In 2012, before the Olympics, Murray lost in the final to Roger Federer and cried on Centre Court. Their hearts went with him. They had worried that he was boring, plastic, more a creation of tabloid journalism than a real person. Now they knew a heart beat within. They embraced him and could sense their wishes soon to be fulfilled when he won his first major title, the U.S. Open.
He was real. He could do it.
And he did, beating Novak Djokovic in the 2013 Wimbledon final. He climbed into the box seats to hug his support team and the entire United Kingdom hugged him back.
But sports is much like life. Now it was Wimbledon 2014, and, with Murray, there was a touch of what-have-you-done-for-us-lately. After all, Fred Perry not only won that title in 1936, but did so by repeating from the previous two years.

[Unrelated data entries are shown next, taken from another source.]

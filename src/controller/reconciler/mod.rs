//! # Reconciler
//!
//! Core reconciliation logic for `Declaration` resources.
//!
//! The reconciler:
//! - Registers a cleanup obligation before touching the target environment
//! - Validates the desired state against the last applied snapshot
//! - Converges the target incrementally (never destroy and recreate)
//! - Records conditions, observed attributes and failure history in status
//! - Cleans up owned entries and releases the obligation on deletion
//!
//! ## Reconciliation Flow
//!
//! 1. Fetch the resource record
//! 2. Choose branch:
//!    - **Deletion**: clean up the target, discharge the finalizer
//!    - **Normal**: register finalizer, validate, converge
//! 3. Update status in a single write
//! 4. Return an [`Outcome`] for the requeue scheduler

pub mod cache;
pub mod finalizer;
pub mod reconcile;
pub mod status;
pub mod types;
pub mod validation;

// Re-export public API
pub use reconcile::{CleanupSet, ConvergencePlan, Reconciler};
pub use status::RequeueScheduler;
pub use types::{Outcome, Reconcilable, ReconcilerError, ResourceKey};
pub use validation::{ValidationError, ValidationLimits, Validator};
//! # Deletion Branch
//!
//! Runs target cleanup for a resource carrying the deletion marker, then
//! discharges this controller's obligation token. No creation-path code is
//! reachable from here.

use super::{call_provider, handle_store_error, Reconciler};
use crate::controller::reconciler::status::now_rfc3339;
use crate::controller::reconciler::types::{Outcome, Reconcilable, ReconcilerError};
use crate::controller::reconciler::{cache, finalizer};
use crate::observability::metrics;
use crate::provider::{ProviderError, TargetProvider};
use std::collections::{BTreeMap, BTreeSet};
use tracing::{debug, info};

/// Entries to remove from the target, grouped by scope
pub type CleanupSet = BTreeMap<String, BTreeSet<String>>;

impl<K: Reconcilable> Reconciler<K> {
    pub(super) async fn finalize(&self, resource: K) -> Result<Outcome, ReconcilerError> {
        let key = resource.key();
        if !finalizer::has_pending(&resource, &[self.finalizer_name.as_str()]) {
            debug!("No cleanup obligation of ours on {}, nothing to do", key);
            return Ok(Outcome::Done);
        }

        let targets = self.cleanup_set(&resource);
        info!(
            "Cleaning up {} entries for deleted resource {}",
            targets.values().map(BTreeSet::len).sum::<usize>(),
            key
        );

        let provider = self.provider.as_ref();
        if let Err(e) = self.within_deadline(remove_entries(provider, &targets)).await {
            let working = resource.clone();
            return self
                .record_failure(&resource, working, e, &now_rfc3339())
                .await;
        }

        // Discharge only after every delete is confirmed
        let mut working = resource;
        finalizer::discharge(&mut working, &self.finalizer_name);
        match self.store.update(&working).await {
            Ok(_) => {
                metrics::increment_cleanups();
                info!("Cleanup complete, released finalizer {} on {}", self.finalizer_name, key);
                Ok(Outcome::Done)
            }
            Err(e) => handle_store_error(e),
        }
    }

    /// Union of the last applied entries, the pending keys and the current
    /// desired entries
    ///
    /// Pending keys were written by passes that failed part way. The desired
    /// entries cover a first pass that was interrupted before it could record
    /// anything. They are only included when the desired state is valid; an
    /// invalid one was never applied.
    #[must_use]
    pub fn cleanup_set(&self, resource: &K) -> CleanupSet {
        let mut targets = CleanupSet::new();
        let previous = cache::previous_spec(resource);

        if let Some(applied) = previous {
            targets
                .entry(applied.scope.clone())
                .or_default()
                .extend(applied.entries.keys().cloned());
        }

        for (scope, keys) in cache::pending(resource).into_iter().flatten() {
            targets
                .entry(scope.clone())
                .or_default()
                .extend(keys.iter().cloned());
        }

        let desired = resource.desired();
        if self.validator.validate(desired, previous, false).is_ok() {
            targets
                .entry(desired.scope.clone())
                .or_default()
                .extend(desired.entries.keys().cloned());
        }

        targets.retain(|_, keys| !keys.is_empty());
        targets
    }
}

async fn remove_entries(
    provider: &dyn TargetProvider,
    targets: &CleanupSet,
) -> Result<(), ProviderError> {
    for (scope, keys) in targets {
        for key in keys {
            call_provider(provider, "delete", provider.delete(scope, key)).await?;
        }
    }
    Ok(())
}
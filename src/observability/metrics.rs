//! # Metrics
//!
//! Prometheus metrics for monitoring the controller.
//!
//! ## Metrics Exposed
//!
//! - `declaration_controller_reconciliations_total` - Total number of reconciliations
//! - `declaration_controller_reconciliation_errors_total` - Reconciliation errors by kind
//! - `declaration_controller_reconciliation_duration_seconds` - Duration of reconciliation operations
//! - `declaration_controller_requeues_total` - Requeues by reason
//! - `declaration_controller_validation_rejections_total` - Desired states rejected by the validator
//! - `declaration_controller_store_conflicts_total` - Stale-read write conflicts
//! - `declaration_controller_cleanups_total` - Completed deletion cleanups
//! - `declaration_controller_duration_parsing_errors_total` - Invalid driftCheckInterval values
//! - `declaration_controller_provider_operations_total` - Target operations by provider and operation
//! - `declaration_controller_provider_operation_duration_seconds` - Duration of target operations
//! - `declaration_controller_provider_operation_errors_total` - Failed target operations

use anyhow::Result;
use prometheus::{Histogram, HistogramVec, IntCounter, IntCounterVec, Registry};
use std::sync::LazyLock;

// Metrics
pub(crate) static REGISTRY: LazyLock<Registry> = LazyLock::new(Registry::new);

static RECONCILIATIONS_TOTAL: LazyLock<IntCounter> = LazyLock::new(|| {
    IntCounter::new(
        "declaration_controller_reconciliations_total",
        "Total number of reconciliations",
    )
    .expect("Failed to create RECONCILIATIONS_TOTAL metric - this should never happen")
});

static RECONCILIATION_ERRORS_TOTAL: LazyLock<IntCounterVec> = LazyLock::new(|| {
    IntCounterVec::new(
        prometheus::Opts::new(
            "declaration_controller_reconciliation_errors_total",
            "Total number of reconciliation errors by error kind",
        ),
        &["kind"],
    )
    .expect("Failed to create RECONCILIATION_ERRORS_TOTAL metric - this should never happen")
});

static RECONCILIATION_DURATION: LazyLock<Histogram> = LazyLock::new(|| {
    Histogram::with_opts(
        prometheus::HistogramOpts::new(
            "declaration_controller_reconciliation_duration_seconds",
            "Duration of reconciliation in seconds",
        )
        .buckets(vec![0.1, 0.5, 1.0, 2.0, 5.0, 10.0, 30.0]),
    )
    .expect("Failed to create RECONCILIATION_DURATION metric - this should never happen")
});

static REQUEUES_TOTAL: LazyLock<IntCounterVec> = LazyLock::new(|| {
    IntCounterVec::new(
        prometheus::Opts::new(
            "declaration_controller_requeues_total",
            "Total number of requeues by reason",
        ),
        &["reason"],
    )
    .expect("Failed to create REQUEUES_TOTAL metric - this should never happen")
});

static VALIDATION_REJECTIONS_TOTAL: LazyLock<IntCounter> = LazyLock::new(|| {
    IntCounter::new(
        "declaration_controller_validation_rejections_total",
        "Total number of desired states rejected by validation",
    )
    .expect("Failed to create VALIDATION_REJECTIONS_TOTAL metric - this should never happen")
});

static STORE_CONFLICTS_TOTAL: LazyLock<IntCounter> = LazyLock::new(|| {
    IntCounter::new(
        "declaration_controller_store_conflicts_total",
        "Total number of writes rejected because the read was stale",
    )
    .expect("Failed to create STORE_CONFLICTS_TOTAL metric - this should never happen")
});

static CLEANUPS_TOTAL: LazyLock<IntCounter> = LazyLock::new(|| {
    IntCounter::new(
        "declaration_controller_cleanups_total",
        "Total number of completed deletion cleanups",
    )
    .expect("Failed to create CLEANUPS_TOTAL metric - this should never happen")
});

static DURATION_PARSING_ERRORS_TOTAL: LazyLock<IntCounter> = LazyLock::new(|| {
    IntCounter::new(
        "declaration_controller_duration_parsing_errors_total",
        "Total number of duration parsing errors (driftCheckInterval parsing failures)",
    )
    .expect("Failed to create DURATION_PARSING_ERRORS_TOTAL metric - this should never happen")
});

// Provider-specific metrics with provider and operation labels
static PROVIDER_OPERATIONS_TOTAL: LazyLock<IntCounterVec> = LazyLock::new(|| {
    IntCounterVec::new(
        prometheus::Opts::new(
            "declaration_controller_provider_operations_total",
            "Total number of target provider operations",
        ),
        &["provider", "operation"],
    )
    .expect("Failed to create PROVIDER_OPERATIONS_TOTAL metric - this should never happen")
});

static PROVIDER_OPERATION_DURATION: LazyLock<HistogramVec> = LazyLock::new(|| {
    HistogramVec::new(
        prometheus::HistogramOpts::new(
            "declaration_controller_provider_operation_duration_seconds",
            "Duration of target provider operations in seconds",
        )
        .buckets(vec![0.1, 0.5, 1.0, 2.0, 5.0, 10.0]),
        &["provider", "operation"],
    )
    .expect("Failed to create PROVIDER_OPERATION_DURATION metric - this should never happen")
});

static PROVIDER_OPERATION_ERRORS_TOTAL: LazyLock<IntCounterVec> = LazyLock::new(|| {
    IntCounterVec::new(
        prometheus::Opts::new(
            "declaration_controller_provider_operation_errors_total",
            "Total number of failed target provider operations",
        ),
        &["provider", "operation"],
    )
    .expect("Failed to create PROVIDER_OPERATION_ERRORS_TOTAL metric - this should never happen")
});

#[allow(
    clippy::missing_errors_doc,
    reason = "Error documentation is provided in doc comments"
)]
pub fn register_metrics() -> Result<()> {
    REGISTRY.register(Box::new(RECONCILIATIONS_TOTAL.clone()))?;
    REGISTRY.register(Box::new(RECONCILIATION_ERRORS_TOTAL.clone()))?;
    REGISTRY.register(Box::new(RECONCILIATION_DURATION.clone()))?;
    REGISTRY.register(Box::new(REQUEUES_TOTAL.clone()))?;
    REGISTRY.register(Box::new(VALIDATION_REJECTIONS_TOTAL.clone()))?;
    REGISTRY.register(Box::new(STORE_CONFLICTS_TOTAL.clone()))?;
    REGISTRY.register(Box::new(CLEANUPS_TOTAL.clone()))?;
    REGISTRY.register(Box::new(DURATION_PARSING_ERRORS_TOTAL.clone()))?;
    REGISTRY.register(Box::new(PROVIDER_OPERATIONS_TOTAL.clone()))?;
    REGISTRY.register(Box::new(PROVIDER_OPERATION_DURATION.clone()))?;
    REGISTRY.register(Box::new(PROVIDER_OPERATION_ERRORS_TOTAL.clone()))?;

    Ok(())
}

/// Render every registered metric in the Prometheus text format
#[allow(
    clippy::missing_errors_doc,
    reason = "Error documentation is provided in doc comments"
)]
pub fn gather_metrics() -> Result<String> {
    use prometheus::Encoder;

    let encoder = prometheus::TextEncoder::new();
    let mut buffer = Vec::new();
    encoder.encode(&REGISTRY.gather(), &mut buffer)?;
    Ok(String::from_utf8(buffer)?)
}

pub fn increment_reconciliations() {
    RECONCILIATIONS_TOTAL.inc();
}

pub fn increment_reconciliation_errors(kind: &str) {
    RECONCILIATION_ERRORS_TOTAL.with_label_values(&[kind]).inc();
}

pub fn observe_reconciliation_duration(duration: f64) {
    RECONCILIATION_DURATION.observe(duration);
}

pub fn increment_requeues(reason: &str) {
    REQUEUES_TOTAL.with_label_values(&[reason]).inc();
}

pub fn increment_validation_rejections() {
    VALIDATION_REJECTIONS_TOTAL.inc();
}

pub fn increment_store_conflicts() {
    STORE_CONFLICTS_TOTAL.inc();
}

pub fn increment_cleanups() {
    CLEANUPS_TOTAL.inc();
}

pub fn increment_duration_parsing_errors() {
    DURATION_PARSING_ERRORS_TOTAL.inc();
}

/// Record a completed target provider operation
pub fn record_provider_operation(provider: &str, operation: &str, duration: f64) {
    PROVIDER_OPERATIONS_TOTAL
        .with_label_values(&[provider, operation])
        .inc();
    PROVIDER_OPERATION_DURATION
        .with_label_values(&[provider, operation])
        .observe(duration);
}

/// Increment provider operation errors counter
pub fn increment_provider_operation_errors(provider: &str, operation: &str) {
    PROVIDER_OPERATION_ERRORS_TOTAL
        .with_label_values(&[provider, operation])
        .inc();
}

#[cfg(test)]
mod tests {
    use super::*;

    #[test]
    fn test_register_metrics() {
        // This should not panic - metrics should register successfully
        assert!(register_metrics().is_ok());
        let rendered = gather_metrics().unwrap();
        assert!(rendered.contains("declaration_controller_reconciliations_total"));
    }

    #[test]
    fn test_increment_reconciliations() {
        let before = RECONCILIATIONS_TOTAL.get();
        increment_reconciliations();
        let after = RECONCILIATIONS_TOTAL.get();
        assert!(after > before);
    }

    #[test]
    fn test_increment_reconciliation_errors_by_kind() {
        let before = RECONCILIATION_ERRORS_TOTAL
            .with_label_values(&["permanent"])
            .get();
        increment_reconciliation_errors("permanent");
        let after = RECONCILIATION_ERRORS_TOTAL
            .with_label_values(&["permanent"])
            .get();
        assert!(after > before);
    }

    #[test]
    fn test_observe_reconciliation_duration() {
        observe_reconciliation_duration(1.5);
        // Just verify it doesn't panic - histogram observation doesn't return a value
    }

    #[test]
    fn test_increment_requeues() {
        let before = REQUEUES_TOTAL.with_label_values(&["backoff"]).get();
        increment_requeues("backoff");
        let after = REQUEUES_TOTAL.with_label_values(&["backoff"]).get();
        assert!(after > before);
    }

    #[test]
    fn test_record_provider_operation() {
        let before = PROVIDER_OPERATIONS_TOTAL
            .with_label_values(&["http", "create"])
            .get();
        record_provider_operation("http", "create", 0.3);
        let after = PROVIDER_OPERATIONS_TOTAL
            .with_label_values(&["http", "create"])
            .get();
        assert!(after > before);
    }

    #[test]
    fn test_increment_provider_operation_errors() {
        let before = PROVIDER_OPERATION_ERRORS_TOTAL
            .with_label_values(&["http", "delete"])
            .get();
        increment_provider_operation_errors("http", "delete");
        let after = PROVIDER_OPERATION_ERRORS_TOTAL
            .with_label_values(&["http", "delete"])
            .get();
        assert!(after > before);
    }

    #[test]
    fn test_increment_duration_parsing_errors() {
        let before = DURATION_PARSING_ERRORS_TOTAL.get();
        increment_duration_parsing_errors();
        let after = DURATION_PARSING_ERRORS_TOTAL.get();
        assert!(after > before);
    }
}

Why shouldn't Murray repeat?
It seemed to become even more crucial when England was quickly eliminated in the World Cup, a passion here even bigger than Murray. The first question to Murray in his pre-Wimbledon news conference was whether he would win here to soothe the hurt of the World Cup for a despondent nation. Yes, that was the word. Despondent.
A few days later, it got worse. A team from a big country across the pond that doesn't even call the sport by its correct name had qualified for the World Cup knockout round. Humiliation simmered amid the strawberries and cream. Every tabloid with another World Cup postmortem seemed to have an adjacent picture and story of Murray.
The 27-year-old Scot handled all this beautifully, better than anybody might imagine. At first look, and during interview sessions, he seems boring. He is everything but.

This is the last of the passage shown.